Court Opinion

ID: 9580341
Source: CourtListenerOpinion
Date Created: 2023-08-21 22:04:10.919988+00
Date Added: 2024-06-11T13:36:13.042829
License: Public Domain

Beasley, Judge,
concurring specially.
I concur.
According to the statute, the crime of “cruelty to children” can be committed in one of two ways: “(a) . . . wilfully depriving] the child of necessary sustenance to the extent that the child’s health or well-being is jeopardized,” or “(b) . . . maliciously causfing] a child under the age of 18 cruel or excessive physical or mental pain.” These are the two methods or manners of treating children which are deemed criminal.
It is the second method, maliciously causing pain, which is charged here. The words “cruel,” “excessive,” “physical,” and “mental” are adjectives, used by the legislature to describe the type of pain which when maliciously inflicted on a child constitutes criminal behavior. They provide a definition. See Allen v. State, 174 Ga. App. 206, 208 (3) (329 SE2d 586) (1985).
*876These words are not different methods. “Method” is a noun, not an adjective. Methods are the means by which some end result is accomplished. It is a procedure or process, a way or manner of doing something. Webster’s New Intl. Dictionary, 2nd ed.
For example, a person commits the crime of theft by shoplifting in one of five ways, i.e., when he “conceals, or takes possession,” or “alters,” or “transfers,” or “interchanges,” or “wrongfully causes.” OCGA § 16-8-14. See Nesmith v. State, 183 Ga. App. 529 (359 SE2d 421) (1987). This statutory scheme of prohibiting certain acts which are expressly described by their various methods, that is, by how they are committed, prevents the prohibition from being vague. Davis v. State, 234 Ga. 730, 733 (6) (218 SE2d 20) (1975).1 See Wilson v. State, 245 Ga. 49, 53 (262 SE2d 810) (1980).
So it is in this case. Defendant was charged in the indictment, and in the court’s charge, with committing cruelty to children. How? By maliciously causing a certain type of pain, pain described as “cruel” and as “physical” and “mental.” It is, according to the statute, only “cruel” pain, or “excessive” pain, which is criminal.

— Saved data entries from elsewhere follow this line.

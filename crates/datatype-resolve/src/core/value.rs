//! Scalar values for literal rendering and value-based type lookup.

use chrono::{NaiveDate, NaiveDateTime, NaiveTime};
use rust_decimal::Decimal;
use uuid::Uuid;

use crate::core::traits::Dialect;

/// Scalar value handed to a resolved type for SQL literal rendering, or to
/// the resolver for value-based type lookup.
#[derive(Debug, Clone, PartialEq)]
pub enum ScalarValue {
    /// NULL; carries no type information.
    Null,

    /// Boolean value.
    Bool(bool),

    /// 16-bit signed integer (smallint).
    I16(i16),

    /// 32-bit signed integer (int).
    I32(i32),

    /// 64-bit signed integer (bigint).
    I64(i64),

    /// 32-bit floating point (float/real).
    F32(f32),

    /// 64-bit floating point (double precision).
    F64(f64),

    /// Exact decimal value.
    Decimal(Decimal),

    /// Text/string data.
    Text(String),

    /// Binary data.
    Bytes(Vec<u8>),

    /// UUID/GUID value.
    Uuid(Uuid),

    /// Date only.
    Date(NaiveDate),

    /// Time only.
    Time(NaiveTime),

    /// Date and time without timezone.
    DateTime(NaiveDateTime),
}

impl ScalarValue {
    /// Canonical type name this value resolves under.
    ///
    /// `Null` maps to a name no implementation registers, so it degrades to
    /// the fallback representation.
    pub fn type_name(&self) -> &'static str {
        match self {
            ScalarValue::Null => "unknown",
            ScalarValue::Bool(_) => "boolean",
            ScalarValue::I16(_) => "smallint",
            ScalarValue::I32(_) => "int",
            ScalarValue::I64(_) => "bigint",
            ScalarValue::F32(_) => "float",
            ScalarValue::F64(_) => "double",
            ScalarValue::Decimal(_) => "decimal",
            ScalarValue::Text(_) => "varchar",
            ScalarValue::Bytes(_) => "blob",
            ScalarValue::Uuid(_) => "uuid",
            ScalarValue::Date(_) => "date",
            ScalarValue::Time(_) => "time",
            ScalarValue::DateTime(_) => "datetime",
        }
    }

    /// Default SQL literal rendering, delegating boolean and string forms to
    /// the dialect.
    pub fn render(&self, dialect: &dyn Dialect) -> String {
        match self {
            ScalarValue::Null => "NULL".to_string(),
            ScalarValue::Bool(value) => dialect.boolean_literal(*value),
            ScalarValue::I16(value) => value.to_string(),
            ScalarValue::I32(value) => value.to_string(),
            ScalarValue::I64(value) => value.to_string(),
            ScalarValue::F32(value) => value.to_string(),
            ScalarValue::F64(value) => value.to_string(),
            ScalarValue::Decimal(value) => value.to_string(),
            ScalarValue::Text(value) => dialect.quote_literal(value),
            ScalarValue::Bytes(value) => {
                let mut out = String::with_capacity(value.len() * 2 + 3);
                out.push_str("X'");
                for byte in value {
                    out.push_str(&format!("{:02X}", byte));
                }
                out.push('\'');
                out
            }
            ScalarValue::Uuid(value) => format!("'{}'", value),
            ScalarValue::Date(value) => format!("'{}'", value.format("%Y-%m-%d")),
            ScalarValue::Time(value) => format!("'{}'", value.format("%H:%M:%S")),
            ScalarValue::DateTime(value) => {
                format!("'{}'", value.format("%Y-%m-%d %H:%M:%S"))
            }
        }
    }
}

If “cruel” pain is not always “excessive” pain, it is difficult to detect a difference in this case.
If anything, the court’s charge, which included the adjective “excessive” in reading the statute, added a burden to the state’s side. The concept of excessiveness, which relates to the degree of pain, was injected although the state had not assumed that further burden. If the jury truly noticed it, focused as they were on the words in the indictment, it benefited rather than harmed defendant.

 Although Davis construed the predecessor statute, Code § 26-2801, the words are the same in the current version.